Assigned task –
With the first line as the start and the line containing "raster's top-left pixel." as the end, write out every line of the records exactly.

---- Provided information

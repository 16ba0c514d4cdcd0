use crate::{
    components::pixel::PixelType,
    errors::{GridioError, Result},
};

/// Integer source window of an I/O request, in pixels of the addressed
/// band. Offsets are relative to the raster's top-left pixel.
#[derive(Debug, Clone, Copy, PartialEq, Eq, serde::Serialize, serde::Deserialize)]
pub struct Window {
    pub x_off: usize,
    pub y_off: usize,
    pub x_size: usize,
    pub y_size: usize,
}

impl Window {
    pub fn new(x_off: usize, y_off: usize, x_size: usize, y_size: usize) -> Self {
        Self {
            x_off,
            y_off,
            x_size,
            y_size,
        }
    }

    /// Full-extent window of a `width`x`height` raster.
    pub fn full(width: usize, height: usize) -> Self {
        Self::new(0, 0, width, height)
    }

    pub(crate) fn check_within(&self, width: usize, height: usize) -> Result<()> {
        if self.x_size == 0
            || self.y_size == 0
            || self.x_off + self.x_size > width
            || self.y_off + self.y_size > height
        {
            return Err(GridioError::WindowOutOfBounds {
                x_off: self.x_off,
                y_off: self.y_off,
                x_size: self.x_size,
                y_size: self.y_size,
                width,
                height,
            });
        }
        Ok(())
    }
}

/// Sub-pixel window override used by resampled requests. When present and
/// different from the integer window, the request coordinates are treated
/// as fractional.
#[derive(Debug, Clone, Copy, PartialEq, serde::Serialize, serde::Deserialize)]
pub struct FloatWindow {
    pub x_off: f64,
    pub y_off: f64,
    pub x_size: f64,
    pub y_size: f64,
}

impl FloatWindow {
    pub(crate) fn matches(&self, w: &Window) -> bool {
        self.x_off == w.x_off as f64
            && self.y_off == w.y_off as f64
            && self.x_size == w.x_size as f64
            && self.y_size == w.y_size as f64
    }
}

impl From<Window> for FloatWindow {
    fn from(w: Window) -> Self {
        Self {
            x_off: w.x_off as f64,
            y_off: w.y_off as f64,
            x_size: w.x_size as f64,
            y_size: w.y_size as f64,
        }
    }
}

/// Shape and byte strides of a caller-owned pixel buffer.
#[derive(Debug, Clone, Copy, PartialEq, Eq)]
pub struct BufferLayout {
    pub width: usize,
    pub height: usize,
    pub pixel_type: PixelType,
    /// Bytes from one pixel to the next within a line.
    pub pixel_stride: usize,
    /// Bytes from one line to the next.
    pub line_stride: usize,
}

impl BufferLayout {
    /// Contiguous row-major layout with no padding.
    pub fn packed(width: usize, height: usize, pixel_type: PixelType) -> Self {
        let pixel_stride = pixel_type.size_bytes();
        Self {
            width,
            height,
            pixel_type,
            pixel_stride,
            line_stride: pixel_stride * width,
        }
    }

    pub(crate) fn is_pixel_packed(&self) -> bool {
        self.pixel_stride == self.pixel_type.size_bytes()
    }

    pub(crate) fn is_packed(&self) -> bool {
        self.is_pixel_packed() && self.line_stride == self.pixel_stride * self.width
    }

    /// Number of buffer bytes the layout can touch.
    pub(crate) fn span_bytes(&self) -> usize {
        if self.width == 0 || self.height == 0 {
            return 0;
        }
        (self.height - 1) * self.line_stride
            + (self.width - 1) * self.pixel_stride
            + self.pixel_type.size_bytes()
    }

    pub(crate) fn check_buffer(&self, len: usize) -> Result<()> {
        let needed = self.span_bytes();
        if len < needed {
            return Err(GridioError::BufferTooSmall { got: len, needed });
        }
        if self.width == 0 || self.height == 0 {
            return Err(GridioError::SizeMismatch);
        }
        Ok(())
    }
}

#[cfg(test)]
mod tests {
    use super::*;

    #[test]
    fn window_bounds() {
        assert!(Window::new(0, 0, 10, 10).check_within(10, 10).is_ok());
        assert!(Window::new(5, 5, 6, 1).check_within(10, 10).is_err());
        assert!(Window::new(0, 0, 0, 1).check_within(10, 10).is_err());
    }

    #[test]
    fn packed_layout_span() {
        let layout = BufferLayout::packed(10, 4, PixelType::U16);
        assert_eq!(layout.span_bytes(), 10 * 4 * 2);
        assert!(layout.check_buffer(80).is_ok());
        assert!(layout.check_buffer(79).is_err());
    }

    #[test]
    fn float_window_match() {
        let w = Window::new(1, 2, 3, 4);
        assert!(FloatWindow::from(w).matches(&w));
        let fw = FloatWindow {
            x_off: 1.5,
            ..FloatWindow::from(w)
        };
        assert!(!fw.matches(&w));
    }
}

--------

Answer for the task –
repository 16ba0c514d4cdcd0
use crate::{
    components::pixel::PixelType,
    errors::{GridioError, Result},
};

/// Integer source window of an I/O request, in pixels of the addressed
/// band. Offsets are relative to the raster's top-left pixel.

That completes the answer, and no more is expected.